PROBLEM STATEMENT: Your answer consists of the lines in the data that contain "IqMap". Copy each of them.
MATERIAL FOR THIS EXERCISE section start
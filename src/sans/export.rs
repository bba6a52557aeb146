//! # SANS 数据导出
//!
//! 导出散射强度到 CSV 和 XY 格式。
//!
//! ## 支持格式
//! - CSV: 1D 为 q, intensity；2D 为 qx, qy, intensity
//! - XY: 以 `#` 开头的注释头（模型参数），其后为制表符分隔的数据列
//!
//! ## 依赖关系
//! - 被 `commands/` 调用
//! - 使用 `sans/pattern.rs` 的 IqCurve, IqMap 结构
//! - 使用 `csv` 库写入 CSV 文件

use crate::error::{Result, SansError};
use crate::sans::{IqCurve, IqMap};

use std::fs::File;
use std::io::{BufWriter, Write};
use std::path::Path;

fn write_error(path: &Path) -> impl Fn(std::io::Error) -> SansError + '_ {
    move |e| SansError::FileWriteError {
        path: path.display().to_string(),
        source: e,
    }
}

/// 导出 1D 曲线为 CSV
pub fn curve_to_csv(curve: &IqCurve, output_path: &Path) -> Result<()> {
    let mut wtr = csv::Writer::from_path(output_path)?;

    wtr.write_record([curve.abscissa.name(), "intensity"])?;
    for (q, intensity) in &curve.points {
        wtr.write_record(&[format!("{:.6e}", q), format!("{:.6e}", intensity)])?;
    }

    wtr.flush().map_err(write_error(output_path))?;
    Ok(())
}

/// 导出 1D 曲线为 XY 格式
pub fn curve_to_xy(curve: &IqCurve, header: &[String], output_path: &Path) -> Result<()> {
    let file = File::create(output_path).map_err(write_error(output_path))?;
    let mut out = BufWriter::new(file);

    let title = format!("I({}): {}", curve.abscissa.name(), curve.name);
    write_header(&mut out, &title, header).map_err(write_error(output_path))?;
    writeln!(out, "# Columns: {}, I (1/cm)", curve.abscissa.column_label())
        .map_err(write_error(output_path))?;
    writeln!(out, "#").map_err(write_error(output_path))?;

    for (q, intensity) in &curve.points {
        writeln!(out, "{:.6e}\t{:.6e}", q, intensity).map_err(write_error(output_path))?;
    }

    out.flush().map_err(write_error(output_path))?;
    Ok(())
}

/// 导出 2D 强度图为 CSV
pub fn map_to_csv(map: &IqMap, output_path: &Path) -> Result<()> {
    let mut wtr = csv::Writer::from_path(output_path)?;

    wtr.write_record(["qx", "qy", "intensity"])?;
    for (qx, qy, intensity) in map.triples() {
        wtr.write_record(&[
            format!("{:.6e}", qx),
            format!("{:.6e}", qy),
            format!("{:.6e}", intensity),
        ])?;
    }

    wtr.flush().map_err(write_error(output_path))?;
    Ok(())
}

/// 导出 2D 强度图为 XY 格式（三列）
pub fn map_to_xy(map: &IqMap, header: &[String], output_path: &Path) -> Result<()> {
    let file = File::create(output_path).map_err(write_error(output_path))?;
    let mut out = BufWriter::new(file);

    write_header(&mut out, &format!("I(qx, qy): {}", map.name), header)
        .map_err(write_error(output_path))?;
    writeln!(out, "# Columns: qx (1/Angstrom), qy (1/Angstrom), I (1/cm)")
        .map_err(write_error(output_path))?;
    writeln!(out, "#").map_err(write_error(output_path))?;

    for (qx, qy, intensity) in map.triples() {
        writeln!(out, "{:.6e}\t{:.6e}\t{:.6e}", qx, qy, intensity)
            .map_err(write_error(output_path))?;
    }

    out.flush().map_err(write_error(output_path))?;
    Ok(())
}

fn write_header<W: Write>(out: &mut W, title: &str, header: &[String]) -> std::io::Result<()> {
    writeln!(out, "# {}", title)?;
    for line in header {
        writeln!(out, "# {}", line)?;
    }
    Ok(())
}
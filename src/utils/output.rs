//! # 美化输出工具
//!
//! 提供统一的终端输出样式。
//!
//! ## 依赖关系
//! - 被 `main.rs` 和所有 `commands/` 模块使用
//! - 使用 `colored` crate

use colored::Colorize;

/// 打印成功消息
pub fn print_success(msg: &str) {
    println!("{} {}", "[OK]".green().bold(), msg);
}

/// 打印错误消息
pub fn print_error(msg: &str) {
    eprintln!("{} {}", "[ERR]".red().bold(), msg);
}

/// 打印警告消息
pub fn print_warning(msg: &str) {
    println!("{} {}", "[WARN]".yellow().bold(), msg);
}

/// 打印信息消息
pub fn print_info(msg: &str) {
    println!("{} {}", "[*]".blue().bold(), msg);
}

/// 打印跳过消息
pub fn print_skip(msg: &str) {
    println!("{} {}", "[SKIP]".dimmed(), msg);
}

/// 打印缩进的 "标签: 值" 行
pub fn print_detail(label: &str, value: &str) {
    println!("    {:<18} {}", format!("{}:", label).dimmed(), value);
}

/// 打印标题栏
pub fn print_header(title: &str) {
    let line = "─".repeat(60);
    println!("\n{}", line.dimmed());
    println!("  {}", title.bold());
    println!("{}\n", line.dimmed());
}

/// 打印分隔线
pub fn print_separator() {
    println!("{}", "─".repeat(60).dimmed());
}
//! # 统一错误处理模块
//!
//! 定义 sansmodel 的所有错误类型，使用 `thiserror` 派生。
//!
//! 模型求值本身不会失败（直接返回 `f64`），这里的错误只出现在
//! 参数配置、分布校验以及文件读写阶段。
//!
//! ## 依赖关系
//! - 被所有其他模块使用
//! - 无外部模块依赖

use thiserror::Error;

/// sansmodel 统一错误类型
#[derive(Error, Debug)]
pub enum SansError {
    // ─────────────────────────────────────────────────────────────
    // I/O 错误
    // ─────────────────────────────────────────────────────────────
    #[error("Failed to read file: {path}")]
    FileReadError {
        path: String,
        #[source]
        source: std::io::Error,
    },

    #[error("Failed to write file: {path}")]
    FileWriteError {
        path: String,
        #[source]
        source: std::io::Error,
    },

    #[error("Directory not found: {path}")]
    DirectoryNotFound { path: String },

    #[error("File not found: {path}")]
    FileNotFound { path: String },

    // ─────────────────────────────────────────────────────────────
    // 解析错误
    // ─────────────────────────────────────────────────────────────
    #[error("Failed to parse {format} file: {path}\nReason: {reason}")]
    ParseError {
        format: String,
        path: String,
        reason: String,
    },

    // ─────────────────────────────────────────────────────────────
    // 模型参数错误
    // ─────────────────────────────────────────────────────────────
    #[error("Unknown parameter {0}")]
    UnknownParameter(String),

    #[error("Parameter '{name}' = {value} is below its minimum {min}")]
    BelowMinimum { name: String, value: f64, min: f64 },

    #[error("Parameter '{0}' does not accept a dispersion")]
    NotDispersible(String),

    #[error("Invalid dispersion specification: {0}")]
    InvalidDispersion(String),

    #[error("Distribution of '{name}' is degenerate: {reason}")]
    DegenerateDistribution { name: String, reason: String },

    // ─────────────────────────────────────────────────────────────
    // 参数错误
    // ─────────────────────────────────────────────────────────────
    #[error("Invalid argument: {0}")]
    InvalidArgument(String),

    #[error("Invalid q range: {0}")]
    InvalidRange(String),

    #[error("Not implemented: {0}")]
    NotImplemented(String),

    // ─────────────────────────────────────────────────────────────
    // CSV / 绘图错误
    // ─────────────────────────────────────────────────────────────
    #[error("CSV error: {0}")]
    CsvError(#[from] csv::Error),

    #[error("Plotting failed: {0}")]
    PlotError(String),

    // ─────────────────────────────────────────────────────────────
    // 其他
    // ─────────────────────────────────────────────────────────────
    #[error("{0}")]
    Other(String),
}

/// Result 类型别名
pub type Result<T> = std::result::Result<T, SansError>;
MATERIAL FOR THIS EXERCISE section end
WRITTEN ANSWER:
//! - 使用 `sans/pattern.rs` 的 IqCurve, IqMap 结构
use crate::sans::{IqCurve, IqMap};
pub fn map_to_csv(map: &IqMap, output_path: &Path) -> Result<()> {
pub fn map_to_xy(map: &IqMap, header: &[String], output_path: &Path) -> Result<()> {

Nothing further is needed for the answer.